Note on EAH Scheduler Behaviour

Alinator

Joined: 8 May 05

Posts: 927

Credit: 9352143

RAC: 0

2 Apr 2008 1:22:37 UTC

Topic 193607

(moderation:

)

Here's the gist of a conversation Gary and I started last night on the SAH Boards.

Didn't have anything to do with SAH per se, but since you might run up against this here I thought it was worth transplanting.

Quote:

Quote:
IIRC, there is one case where EAH will issue an unconditional abort to a host, and that is when the task has overrun the deadline and a quorum has already been formed.

Nope, not as far as I'm aware. I'm pretty sure that serverside aborts never happen at E@H.

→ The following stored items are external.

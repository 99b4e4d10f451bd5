//! Configuração do maintflow carregada a partir de `maintflow.toml`.
//!
//! A struct [`MaintflowConfig`] contém todos os parâmetros configuráveis.
//! Valores não presentes no arquivo usam defaults sensíveis.
//! A variável de ambiente `MAINTFLOW_LOG` tem precedência sobre o arquivo
//! para o filtro de logs.

use anyhow::{Context, Result};
use serde::{Deserialize, Serialize};
use std::path::Path;
use std::time::Duration;

/// Nome do arquivo procurado no diretório atual.
pub const DEFAULT_CONFIG_FILE: &str = "maintflow.toml";

/// Configuração de nível superior.
#[derive(Debug, Clone, Default, Deserialize, Serialize)]
pub struct MaintflowConfig {
    #[serde(default)]
    pub store: StoreConfig,

    #[serde(default)]
    pub completion: CompletionConfig,

    #[serde(default)]
    pub audit: AuditConfig,

    #[serde(default)]
    pub logging: LoggingConfig,
}

/// Parâmetros do armazenamento de registros.
#[derive(Debug, Clone, Deserialize, Serialize)]
pub struct StoreConfig {
    /// Tempo máximo de espera pelo lock de um registro, em milissegundos.
    #[serde(default = "default_lock_timeout_ms")]
    pub lock_timeout_ms: u64,
}

/// Regras de conclusão.
#[derive(Debug, Clone, Default, Deserialize, Serialize)]
pub struct CompletionConfig {
    /// Exige as duas assinaturas também na conclusão automática por checklist.
    #[serde(default)]
    pub auto_complete_requires_signatures: bool,
}

/// Parâmetros de auditoria.
#[derive(Debug, Clone, Deserialize, Serialize)]
pub struct AuditConfig {
    /// Capacidade do canal broadcast de eventos.
    #[serde(default = "default_broadcast_capacity")]
    pub broadcast_capacity: usize,

    /// Tempo máximo de entrega por sink, em milissegundos.
    #[serde(default = "default_emit_timeout_ms")]
    pub emit_timeout_ms: u64,
}

/// Parâmetros de logging.
#[derive(Debug, Clone, Deserialize, Serialize)]
pub struct LoggingConfig {
    /// Diretiva de filtro no formato do `EnvFilter`.
    #[serde(default = "default_log_filter")]
    pub filter: String,
}

// Valor padrão para o lock: 5000ms.
fn default_lock_timeout_ms() -> u64 {
    5000
}

// Valor padrão para o canal de auditoria: 256 eventos.
fn default_broadcast_capacity() -> usize {
    256
}

// Valor padrão para a entrega de auditoria: 1000ms.
fn default_emit_timeout_ms() -> u64 {
    1000
}

// Valor padrão para o filtro: "info".
fn default_log_filter() -> String {
    "info".to_string()
}

impl Default for StoreConfig {
    fn default() -> Self {
        Self {
            lock_timeout_ms: default_lock_timeout_ms(),
        }
    }
}

impl Default for AuditConfig {
    fn default() -> Self {
        Self {
            broadcast_capacity: default_broadcast_capacity(),
            emit_timeout_ms: default_emit_timeout_ms(),
        }
    }
}

impl Default for LoggingConfig {
    fn default() -> Self {
        Self {
            filter: default_log_filter(),
        }
    }
}

impl StoreConfig {
    pub fn lock_timeout(&self) -> Duration {
        Duration::from_millis(self.lock_timeout_ms)
    }
}

impl AuditConfig {
    pub fn emit_timeout(&self) -> Duration {
        Duration::from_millis(self.emit_timeout_ms)
    }
}

impl MaintflowConfig {
    /// Carrega a configuração de `maintflow.toml` no diretório atual.
    /// Usa valores padrão se o arquivo não existir.
    pub fn load() -> Result<Self> {
        Self::load_from(Path::new(DEFAULT_CONFIG_FILE))
    }

    /// Carrega a configuração do caminho informado.
    pub fn load_from(path: &Path) -> Result<Self> {
        let mut config = if path.exists() {
            let contents = std::fs::read_to_string(path)
                .with_context(|| format!("failed to read {}", path.display()))?;
            toml::from_str::<MaintflowConfig>(&contents)
                .with_context(|| format!("failed to parse {}", path.display()))?
        } else {
            Self::default()
        };

        // Variável de ambiente tem precedência sobre o arquivo de configuração.
        if let Ok(filter) = std::env::var("MAINTFLOW_LOG")
            && !filter.is_empty()
        {
            config.logging.filter = filter;
        }

        Ok(config)
    }
}

#[cfg(test)]
mod tests {
    use super::*;
    use std::io::Write;

    #[test]
    fn default_config_values() {
        let config = MaintflowConfig::default();
        assert_eq!(config.store.lock_timeout_ms, 5000);
        assert!(!config.completion.auto_complete_requires_signatures);
        assert_eq!(config.audit.broadcast_capacity, 256);
        assert_eq!(config.audit.emit_timeout(), Duration::from_millis(1000));
        assert_eq!(config.logging.filter, "info");
    }

    #[test]
    fn deserialize_partial_toml() {
        let toml_str = r#"
            [completion]
            auto_complete_requires_signatures = true

            [store]
            lock_timeout_ms = 250
        "#;
        let config: MaintflowConfig = toml::from_str(toml_str).unwrap();
        assert!(config.completion.auto_complete_requires_signatures);
        assert_eq!(config.store.lock_timeout(), Duration::from_millis(250));
        assert_eq!(config.audit.broadcast_capacity, 256);
    }

    #[test]
    fn load_from_file() {
        let mut file = tempfile::NamedTempFile::new().unwrap();
        writeln!(file, "[audit]\nbroadcast_capacity = 16\nemit_timeout_ms = 40").unwrap();

        let config = MaintflowConfig::load_from(file.path()).unwrap();
        assert_eq!(config.audit.broadcast_capacity, 16);
        assert_eq!(config.audit.emit_timeout_ms, 40);
        assert_eq!(config.store.lock_timeout_ms, 5000);
    }

    #[test]
    fn load_rejects_malformed_file() {
        let mut file = tempfile::NamedTempFile::new().unwrap();
        writeln!(file, "[store]\nlock_timeout_ms = \"soon\"").unwrap();

        assert!(MaintflowConfig::load_from(file.path()).is_err());
    }

    #[test]
    fn load_falls_back_to_defaults() {
        let dir = tempfile::tempdir().unwrap();
        let config = MaintflowConfig::load_from(&dir.path().join("missing.toml")).unwrap();
        assert_eq!(config.store.lock_timeout_ms, 5000);
    }
}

I can say this with a fair degree of confidence because I've had a few examples where a host at a different site has been accidently turned off and not noticed for quite a while. When it is restarted it invariably restarts crunching what it has even though all work on the machine is way out of date with quorums already formed. There will be a client message to the effect that there may be no credit for the work and a suggestion to abort it but the user has to do the aborting manually.

OK, I see the caveat here. You won't get the unconditional abort command until the first scheduler contact your host makes after the deadline has passed and a quorum is formed. As far as the CC is concerned, it would crunch the task if it was a century overdue but still under the Max CPU time. ;-)

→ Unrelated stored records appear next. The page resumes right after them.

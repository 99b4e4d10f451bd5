//! Audit events emitted after each committed operation.
//!
//! The [`AuditEmitter`] fans an [`AuditEvent`] out to every registered
//! [`AuditSink`]. Emission is best-effort: a failing or stalled sink is
//! logged and the operation that produced the event still succeeds.

use std::fmt;
use std::sync::Arc;
use std::time::Duration;

use async_trait::async_trait;
use chrono::{DateTime, Utc};
use serde::{Deserialize, Serialize};
use tokio::sync::{Mutex, broadcast};
use tracing::{debug, info, warn};
use uuid::Uuid;

use crate::error::AuditError;
use crate::state_machine::Actor;

#[derive(Debug, Clone, Copy, PartialEq, Eq, Serialize, Deserialize)]
#[serde(rename_all = "SCREAMING_SNAKE_CASE")]
pub enum AuditAction {
    Create,
    Update,
    Delete,
    Sign,
    Complete,
    Cancel,
    Assign,
}

impl fmt::Display for AuditAction {
    fn fmt(&self, f: &mut fmt::Formatter<'_>) -> fmt::Result {
        let name = match self {
            AuditAction::Create => "CREATE",
            AuditAction::Update => "UPDATE",
            AuditAction::Delete => "DELETE",
            AuditAction::Sign => "SIGN",
            AuditAction::Complete => "COMPLETE",
            AuditAction::Cancel => "CANCEL",
            AuditAction::Assign => "ASSIGN",
        };
        f.write_str(name)
    }
}

#[derive(Debug, Clone, Copy, PartialEq, Eq, Serialize, Deserialize)]
pub enum EntityType {
    MaintenanceRecord,
    ChecklistResponse,
    Signature,
}

/// One audit trail entry.
#[derive(Debug, Clone, PartialEq, Serialize, Deserialize)]
pub struct AuditEvent {
    pub id: String,
    pub at: DateTime<Utc>,
    pub actor: Actor,
    pub action: AuditAction,
    pub entity_type: EntityType,
    pub entity_id: String,
    pub label: String,
    pub details: serde_json::Value,
}

impl AuditEvent {
    pub fn new(
        actor: &Actor,
        action: AuditAction,
        entity_type: EntityType,
        entity_id: impl Into<String>,
        label: impl Into<String>,
        details: serde_json::Value,
    ) -> Self {
        Self {
            id: Uuid::new_v4().to_string(),
            at: Utc::now(),
            actor: actor.clone(),
            action,
            entity_type,
            entity_id: entity_id.into(),
            label: label.into(),
            details,
        }
    }
}

#[async_trait]
pub trait AuditSink: Send + Sync {
    fn name(&self) -> &str;

    async fn emit(&self, event: &AuditEvent) -> Result<(), AuditError>;
}

/// Writes each event as a structured log line.
#[derive(Debug, Clone, Copy, Default)]
pub struct TracingAuditSink;

#[async_trait]
impl AuditSink for TracingAuditSink {
    fn name(&self) -> &str {
        "tracing"
    }

    async fn emit(&self, event: &AuditEvent) -> Result<(), AuditError> {
        let details = serde_json::to_string(&event.details)?;
        info!(
            target: "maintflow::audit",
            action = %event.action,
            actor = %event.actor.id,
            entity = ?event.entity_type,
            entity_id = %event.entity_id,
            label = %event.label,
            %details,
            "audit"
        );
        Ok(())
    }
}

/// Publishes events on a broadcast channel for in-process subscribers.
#[derive(Debug, Clone)]
pub struct BroadcastAuditSink {
    sender: broadcast::Sender<AuditEvent>,
}

impl BroadcastAuditSink {
    pub fn new(capacity: usize) -> Self {
        let (sender, _) = broadcast::channel(capacity.max(1));
        Self { sender }
    }

    pub fn subscribe(&self) -> broadcast::Receiver<AuditEvent> {
        self.sender.subscribe()
    }
}

#[async_trait]
impl AuditSink for BroadcastAuditSink {
    fn name(&self) -> &str {
        "broadcast"
    }

    async fn emit(&self, event: &AuditEvent) -> Result<(), AuditError> {
        // No subscribers is not a failure.
        if self.sender.send(event.clone()).is_err() {
            debug!(event = %event.id, "no audit subscribers");
        }
        Ok(())
    }
}

/// Keeps every event in memory.
#[derive(Debug, Default)]
pub struct MemoryAuditSink {
    events: Mutex<Vec<AuditEvent>>,
}

impl MemoryAuditSink {
    pub fn new() -> Self {
        Self::default()
    }

    pub async fn events(&self) -> Vec<AuditEvent> {
        self.events.lock().await.clone()
    }

    pub async fn actions(&self) -> Vec<AuditAction> {
        self.events.lock().await.iter().map(|e| e.action).collect()
    }
}

#[async_trait]
impl AuditSink for MemoryAuditSink {
    fn name(&self) -> &str {
        "memory"
    }

    async fn emit(&self, event: &AuditEvent) -> Result<(), AuditError> {
        self.events.lock().await.push(event.clone());
        Ok(())
    }
}

/// Default upper bound on a single sink delivery.
pub const DEFAULT_EMIT_TIMEOUT: Duration = Duration::from_millis(1000);

#[derive(Clone)]
pub struct AuditEmitter {
    sinks: Vec<Arc<dyn AuditSink>>,
    emit_timeout: Duration,
}

impl Default for AuditEmitter {
    fn default() -> Self {
        Self {
            sinks: Vec::new(),
            emit_timeout: DEFAULT_EMIT_TIMEOUT,
        }
    }
}

impl AuditEmitter {
    pub fn new() -> Self {
        Self::default()
    }

    pub fn with_sink(mut self, sink: Arc<dyn AuditSink>) -> Self {
        self.sinks.push(sink);
        self
    }

    pub fn with_timeout(mut self, emit_timeout: Duration) -> Self {
        self.emit_timeout = emit_timeout;
        self
    }

    /// Deliver `event` to every sink. Never fails; a sink that does not
    /// answer within the emit timeout is skipped.
    pub async fn emit(&self, event: AuditEvent) {
        for sink in &self.sinks {
            match tokio::time::timeout(self.emit_timeout, sink.emit(&event)).await {
                Ok(Ok(())) => {}
                Ok(Err(e)) => warn!(
                    sink = sink.name(),
                    event = %event.id,
                    action = %event.action,
                    error = %e,
                    "audit emission failed"
                ),
                Err(_) => warn!(
                    sink = sink.name(),
                    event = %event.id,
                    action = %event.action,
                    timeout_ms = self.emit_timeout.as_millis() as u64,
                    "audit emission timed out"
                ),
            }
        }
    }
}

impl fmt::Debug for AuditEmitter {
    fn fmt(&self, f: &mut fmt::Formatter<'_>) -> fmt::Result {
        let names: Vec<&str> = self.sinks.iter().map(|s| s.name()).collect();
        f.debug_struct("AuditEmitter")
            .field("sinks", &names)
            .field("emit_timeout", &self.emit_timeout)
            .finish()
    }
}

#[cfg(test)]
mod tests {
    use super::*;
    use serde_json::json;

    struct FailingSink;

    #[async_trait]
    impl AuditSink for FailingSink {
        fn name(&self) -> &str {
            "failing"
        }

        async fn emit(&self, _event: &AuditEvent) -> Result<(), AuditError> {
            Err(AuditError::Rejected {
                sink: "failing".into(),
                message: "disk full".into(),
            })
        }
    }

    struct StalledSink;

    #[async_trait]
    impl AuditSink for StalledSink {
        fn name(&self) -> &str {
            "stalled"
        }

        async fn emit(&self, _event: &AuditEvent) -> Result<(), AuditError> {
            std::future::pending().await
        }
    }

    fn event(action: AuditAction) -> AuditEvent {
        AuditEvent::new(
            &Actor::new("u-1", "Ana"),
            action,
            EntityType::MaintenanceRecord,
            "r-1",
            "Preventive maintenance due 2026-10-20",
            json!({ "status": "IN_PROGRESS" }),
        )
    }

    #[tokio::test]
    async fn failing_sink_does_not_block_the_others() {
        let memory = Arc::new(MemoryAuditSink::new());
        let emitter = AuditEmitter::new()
            .with_sink(Arc::new(FailingSink))
            .with_sink(memory.clone());

        emitter.emit(event(AuditAction::Update)).await;
        assert_eq!(memory.actions().await, vec![AuditAction::Update]);
    }

    #[tokio::test]
    async fn stalled_sink_is_skipped_after_timeout() {
        let memory = Arc::new(MemoryAuditSink::new());
        let emitter = AuditEmitter::new()
            .with_timeout(Duration::from_millis(20))
            .with_sink(Arc::new(StalledSink))
            .with_sink(memory.clone());

        emitter.emit(event(AuditAction::Cancel)).await;
        assert_eq!(memory.actions().await, vec![AuditAction::Cancel]);
    }

    #[tokio::test]
    async fn broadcast_subscribers_receive_events() {
        let sink = BroadcastAuditSink::new(8);
        let mut rx = sink.subscribe();

        sink.emit(&event(AuditAction::Sign)).await.unwrap();
        let received = rx.recv().await.unwrap();
        assert_eq!(received.action, AuditAction::Sign);
        assert_eq!(received.entity_id, "r-1");
    }

    #[tokio::test]
    async fn broadcast_without_subscribers_is_ok() {
        let sink = BroadcastAuditSink::new(1);
        assert!(sink.emit(&event(AuditAction::Create)).await.is_ok());
    }

    #[test]
    fn event_serializes_action_in_upper_case() {
        let json = serde_json::to_value(event(AuditAction::Complete)).unwrap();
        assert_eq!(json["action"], "COMPLETE");
        assert_eq!(json["entity_type"], "MaintenanceRecord");
        assert_eq!(json["details"]["status"], "IN_PROGRESS");
    }
}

The way I found out about it was back in S5R2. If you remember from the TauWU graph there was a big discontinuity at around 300 MHz, which demarcated the change over from being a short task to a long one.

The problem for me was that as I approached 300 MHz from below, the run times for my K6/300's exceeded the the 2 week deadline for the last two steps before the break. IIRC, in the end of last range it would have taken just about a month of flatout crunch to complete.

So what happened was when the host got to the -TSI (Task Switch Interval) work fetch gate for EAH and contacted the projected, the new wingman had reported back ahead of me and the WU had validated. As a result, the project sent the unconditional for the current task and another new 250+ MHz task to chew on. That was when I decided I was not going to abort it (since S5R2 was starting to wind down), and I was not going to get poofed either!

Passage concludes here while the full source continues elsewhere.